▶ **HOW TO COMPLETE THIS TASK**
Pick each line that has "spawn" out of the records.

[Stored data]
Segment Open

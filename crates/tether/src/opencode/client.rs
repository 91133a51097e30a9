//! OpenCode HTTP client.

use reqwest::{Client, StatusCode};
use serde_json::{Value, json};
use std::time::Duration;

use super::error::{OpenCodeError, OpenCodeResult};
use super::types::{HealthInfo, MessageReply, RemoteSession, parse_session_list};

/// Client for one OpenCode server.
///
/// Every call takes an explicit timeout; there is no client-wide default.
#[derive(Debug, Clone)]
pub struct OpenCodeClient {
    client: Client,
    /// Base URL, without trailing slash (e.g. "http://127.0.0.1:4096").
    base_url: String,
}

impl OpenCodeClient {
    pub fn new(base_url: impl Into<String>) -> Self {
        Self::with_client(Client::new(), base_url)
    }

    /// Reuse an existing connection pool.
    pub fn with_client(client: Client, base_url: impl Into<String>) -> Self {
        let base_url = base_url.into().trim_end_matches('/').to_string();
        Self { client, base_url }
    }

    pub fn base_url(&self) -> &str {
        &self.base_url
    }

    fn url(&self, path: &str) -> String {
        format!("{}{}", self.base_url, path)
    }

    /// `GET /global/health`.
    pub async fn health(&self, timeout: Duration) -> OpenCodeResult<HealthInfo> {
        let url = self.url("/global/health");
        let response = self
            .client
            .get(&url)
            .timeout(timeout)
            .send()
            .await
            .map_err(|e| OpenCodeError::from_reqwest(&url, e))?;
        self.handle_response(&url, response).await
    }

    /// `GET /session`.
    pub async fn list_sessions(&self, timeout: Duration) -> OpenCodeResult<Vec<RemoteSession>> {
        let url = self.url("/session");
        let response = self
            .client
            .get(&url)
            .timeout(timeout)
            .send()
            .await
            .map_err(|e| OpenCodeError::from_reqwest(&url, e))?;
        let body: Value = self.handle_response(&url, response).await?;
        parse_session_list(body).map_err(|e| OpenCodeError::Parse(e.to_string()))
    }

    /// `POST /session`. Returns the new session id.
    pub async fn create_session(&self, title: &str, timeout: Duration) -> OpenCodeResult<String> {
        let url = self.url("/session");
        let response = self
            .client
            .post(&url)
            .json(&json!({ "title": title }))
            .timeout(timeout)
            .send()
            .await
            .map_err(|e| OpenCodeError::from_reqwest(&url, e))?;
        let body: Value = self.handle_response(&url, response).await?;
        body.get("id")
            .and_then(Value::as_str)
            .map(str::to_string)
            .ok_or_else(|| OpenCodeError::Parse(format!("session response has no id: {body}")))
    }

    /// `POST /session/{id}/message`, waiting for the assistant to finish.
    pub async fn send_message(
        &self,
        session_id: &str,
        text: &str,
        timeout: Duration,
    ) -> OpenCodeResult<MessageReply> {
        let url = self.url(&format!("/session/{session_id}/message"));
        let response = self
            .client
            .post(&url)
            .json(&text_parts(text))
            .timeout(timeout)
            .send()
            .await
            .map_err(|e| OpenCodeError::from_reqwest(&url, e))?;
        if response.status() == StatusCode::NOT_FOUND {
            return Err(OpenCodeError::SessionNotFound(session_id.to_string()));
        }
        self.handle_response(&url, response).await
    }

    /// `POST /session/{id}/prompt_async`. The server answers 204 and runs the prompt in the background.
    pub async fn prompt_async(
        &self,
        session_id: &str,
        text: &str,
        timeout: Duration,
    ) -> OpenCodeResult<()> {
        let url = self.url(&format!("/session/{session_id}/prompt_async"));
        let response = self
            .client
            .post(&url)
            .json(&text_parts(text))
            .timeout(timeout)
            .send()
            .await
            .map_err(|e| OpenCodeError::from_reqwest(&url, e))?;
        match response.status() {
            status if status.is_success() => Ok(()),
            StatusCode::NOT_FOUND => Err(OpenCodeError::SessionNotFound(session_id.to_string())),
            status => Err(OpenCodeError::Status {
                status: status.as_u16(),
                body: response.text().await.unwrap_or_default(),
            }),
        }
    }

    /// `POST /session/{id}/abort`.
    pub async fn abort(&self, session_id: &str, timeout: Duration) -> OpenCodeResult<()> {
        let url = self.url(&format!("/session/{session_id}/abort"));
        self.post_empty(&url, timeout).await
    }

    /// `POST /instance/dispose`.
    pub async fn dispose(&self, timeout: Duration) -> OpenCodeResult<()> {
        let url = self.url("/instance/dispose");
        self.post_empty(&url, timeout).await
    }

    async fn post_empty(&self, url: &str, timeout: Duration) -> OpenCodeResult<()> {
        let response = self
            .client
            .post(url)
            .timeout(timeout)
            .send()
            .await
            .map_err(|e| OpenCodeError::from_reqwest(url, e))?;
        let status = response.status();
        if status.is_success() {
            Ok(())
        } else {
            Err(OpenCodeError::Status {
                status: status.as_u16(),
                body: response.text().await.unwrap_or_default(),
            })
        }
    }

    /// Handle response and parse JSON or error.
    async fn handle_response<T: serde::de::DeserializeOwned>(
        &self,
        url: &str,
        response: reqwest::Response,
    ) -> OpenCodeResult<T> {
        let status = response.status();
        if status.is_success() {
            response
                .json()
                .await
                .map_err(|e| OpenCodeError::Parse(format!("{url}: {e}")))
        } else {
            Err(OpenCodeError::Status {
                status: status.as_u16(),
                body: response.text().await.unwrap_or_default(),
            })
        }
    }
}

fn text_parts(text: &str) -> Value {
    json!({ "parts": [{ "type": "text", "text": text }] })
}


#[cfg(test)]
mod tests {
    use super::test_server::{FakeState, spawn};
    use super::*;
    use std::sync::{Arc, Mutex};

    fn fake() -> Arc<Mutex<FakeState>> {
        Arc::new(Mutex::new(FakeState {
            healthy: true,
            sessions: vec![json!({"id": "ses_abc", "directory": "/p"})],
            ..Default::default()
        }))
    }

    #[tokio::test]
    async fn test_health_and_list() {
        let state = fake();
        let client = OpenCodeClient::new(spawn(state).await);
        let health = client.health(Duration::from_secs(2)).await.unwrap();
        assert!(health.healthy);
        let sessions = client.list_sessions(Duration::from_secs(2)).await.unwrap();
        assert_eq!(sessions[0].id, "ses_abc");
    }

    #[tokio::test]
    async fn test_message_on_missing_session_is_not_found() {
        let state = fake();
        state.lock().unwrap().missing.push("ses_gone".into());
        let client = OpenCodeClient::new(spawn(state).await);
        let err = client
            .send_message("ses_gone", "hi", Duration::from_secs(2))
            .await
            .unwrap_err();
        assert!(matches!(err, OpenCodeError::SessionNotFound(id) if id == "ses_gone"));
    }

    #[tokio::test]
    async fn test_prompt_async_records_prompt() {
        let state = fake();
        let client = OpenCodeClient::new(spawn(state.clone()).await);
        client
            .prompt_async("ses_abc", "ping", Duration::from_secs(2))
            .await
            .unwrap();
        assert_eq!(
            state.lock().unwrap().prompts,
            vec![("ses_abc".to_string(), "ping".to_string())]
        );
    }

    #[tokio::test]
    async fn test_connection_refused_is_unreachable() {
        let listener = std::net::TcpListener::bind("127.0.0.1:0").unwrap();
        let port = listener.local_addr().unwrap().port();
        drop(listener);
        let client = OpenCodeClient::new(format!("http://127.0.0.1:{port}"));
        let err = client.list_sessions(Duration::from_secs(2)).await.unwrap_err();
        assert!(err.is_unreachable());
    }
}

Segment Closed

▶ **OUTPUT**
    use super::test_server::{FakeState, spawn};
        let client = OpenCodeClient::new(spawn(state).await);
        let client = OpenCodeClient::new(spawn(state).await);
        let client = OpenCodeClient::new(spawn(state.clone()).await);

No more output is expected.